Homélie de Mgr Laurent Ulrich - Messe à Notre-Dame de Bercy
Dimanche 12 janvier 2025 - Notre-Dame de Bercy (13e)
– Baptême du Seigneur – Année C
- Is 40, 1-5.9-11 ; Ps 103,1-4.24-25.27-30 ; Tt 2,11-14 et 3,4-7 ; Lc 3, 15-16.21-22
Fêter le baptême du Seigneur, c’est un moment solennel dans la vie liturgique de l’Église. C’est la fin du cycle de Noël dans lequel nous sommes entrés avec la célébration de la nativité du Seigneur, et déjà par la préparation du temps de l’Avent.

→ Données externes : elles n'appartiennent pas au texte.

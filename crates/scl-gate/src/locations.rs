use std::collections::BTreeSet;
use std::fs::File;
use std::io::{BufRead, BufReader};
use std::path::Path;

use tracing::{debug, warn};

use crate::error::GateError;

/// The set of `city, state` entries a location field accepts.
#[derive(Clone, Debug, Default, PartialEq, Eq)]
pub struct LocationRegistry {
    entries: BTreeSet<String>,
}

impl LocationRegistry {
    /// Load one location per line. Lines are trimmed; blank lines and lines
    /// that are not valid UTF-8 are skipped.
    pub fn load(path: &Path) -> Result<Self, GateError> {
        let file = File::open(path).map_err(|source| GateError::Locations {
            path: path.to_path_buf(),
            source,
        })?;

        let mut entries = BTreeSet::new();
        for (i, line) in BufReader::new(file).lines().enumerate() {
            match line {
                Ok(line) => {
                    let line = line.trim();
                    if !line.is_empty() {
                        entries.insert(line.to_string());
                    }
                }
                Err(e) => warn!(path = %path.display(), line = i + 1, error = %e, "skipping unreadable location"),
            }
        }

        debug!(path = %path.display(), count = entries.len(), "loaded locations");
        Ok(Self { entries })
    }

    pub fn from_lines<I, S>(lines: I) -> Self
    where
        I: IntoIterator<Item = S>,
        S: AsRef<str>,
    {
        let entries = lines
            .into_iter()
            .map(|l| l.as_ref().trim().to_string())
            .filter(|l| !l.is_empty())
            .collect();
        Self { entries }
    }

    /// Exact match after trimming.
    pub fn contains(&self, location: &str) -> bool {
        self.entries.contains(location.trim())
    }

    pub fn len(&self) -> usize {
        self.entries.len()
    }

    pub fn is_empty(&self) -> bool {
        self.entries.is_empty()
    }

    pub fn iter(&self) -> impl Iterator<Item = &str> {
        self.entries.iter().map(String::as_str)
    }
}

#[cfg(test)]
mod tests {
    use super::*;
    use std::fs;

    #[test]
    fn load_trims_and_skips_blanks() {
        let dir = tempfile::tempdir().unwrap();
        let path = dir.path().join("valid_locations.txt");
        fs::write(&path, "Austin, Texas\n\n  Kuala Lumpur, Selangor  \n   \n").unwrap();

        let registry = LocationRegistry::load(&path).unwrap();
        assert_eq!(registry.len(), 2);
        assert!(registry.contains("Kuala Lumpur, Selangor"));
        assert!(registry.contains(" Austin, Texas "));
        assert!(!registry.contains("austin, texas"));
    }

    #[test]
    fn invalid_utf8_lines_are_skipped() {
        let dir = tempfile::tempdir().unwrap();
        let path = dir.path().join("valid_locations.txt");
        fs::write(&path, b"Austin, Texas\n\xff\xfe\nDallas, Texas\n").unwrap();

        let registry = LocationRegistry::load(&path).unwrap();
        assert_eq!(registry.iter().collect::<Vec<_>>(), vec!["Austin, Texas", "Dallas, Texas"]);
    }

    #[test]
    fn missing_file_names_the_path() {
        let dir = tempfile::tempdir().unwrap();
        let path = dir.path().join("absent.txt");
        match LocationRegistry::load(&path) {
            Err(GateError::Locations { path: p, .. }) => assert_eq!(p, path),
            other => panic!("unexpected: {other:?}"),
        }
    }

    #[test]
    fn default_is_empty() {
        assert!(LocationRegistry::default().is_empty());
        assert!(!LocationRegistry::from_lines(["", "Ipoh, Perak"]).is_empty());
    }
}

C’est une sorte de résumé de tout ce que nous avons entendu depuis un mois environ, dans les jours qui précèdent la fête du baptême du Seigneur, et dans la semaine qui est entre l’Épiphanie et le Baptême pour ceux qui vont à la messe en semaine, ou pour ceux qui lisent quotidiennement les textes du jour. À cette occasion, nous avons entendu tout au long de la semaine un certain nombre d’épisodes de l’Évangile qui disent que la présence de Jésus dans le monde est bien la présence de la puissance de Dieu qui agit. De l’Épiphanie au Baptême, la liturgie nous montre, à travers des épisodes évangéliques, que la puissance de Dieu est à l’œuvre dans la vie de Jésus. Jésus n’est pas simplement un modèle extraordinaire : il est bien le fils de Dieu, armé de la puissance qui se manifeste à travers lui. Les évangiles que nous avons entendus ces jours-ci disaient la belle prédication de Jésus, sa parole qui porte, et qui porte du fruit de conversion. La parole de Jésus est la parole de Dieu ; la parole de Dieu est une invitation permanente à la conversion, à la transformation des cœurs, et cela c’est la puissance de Dieu qui agit dans nos propres cœurs à l’écoute de la parole de Jésus.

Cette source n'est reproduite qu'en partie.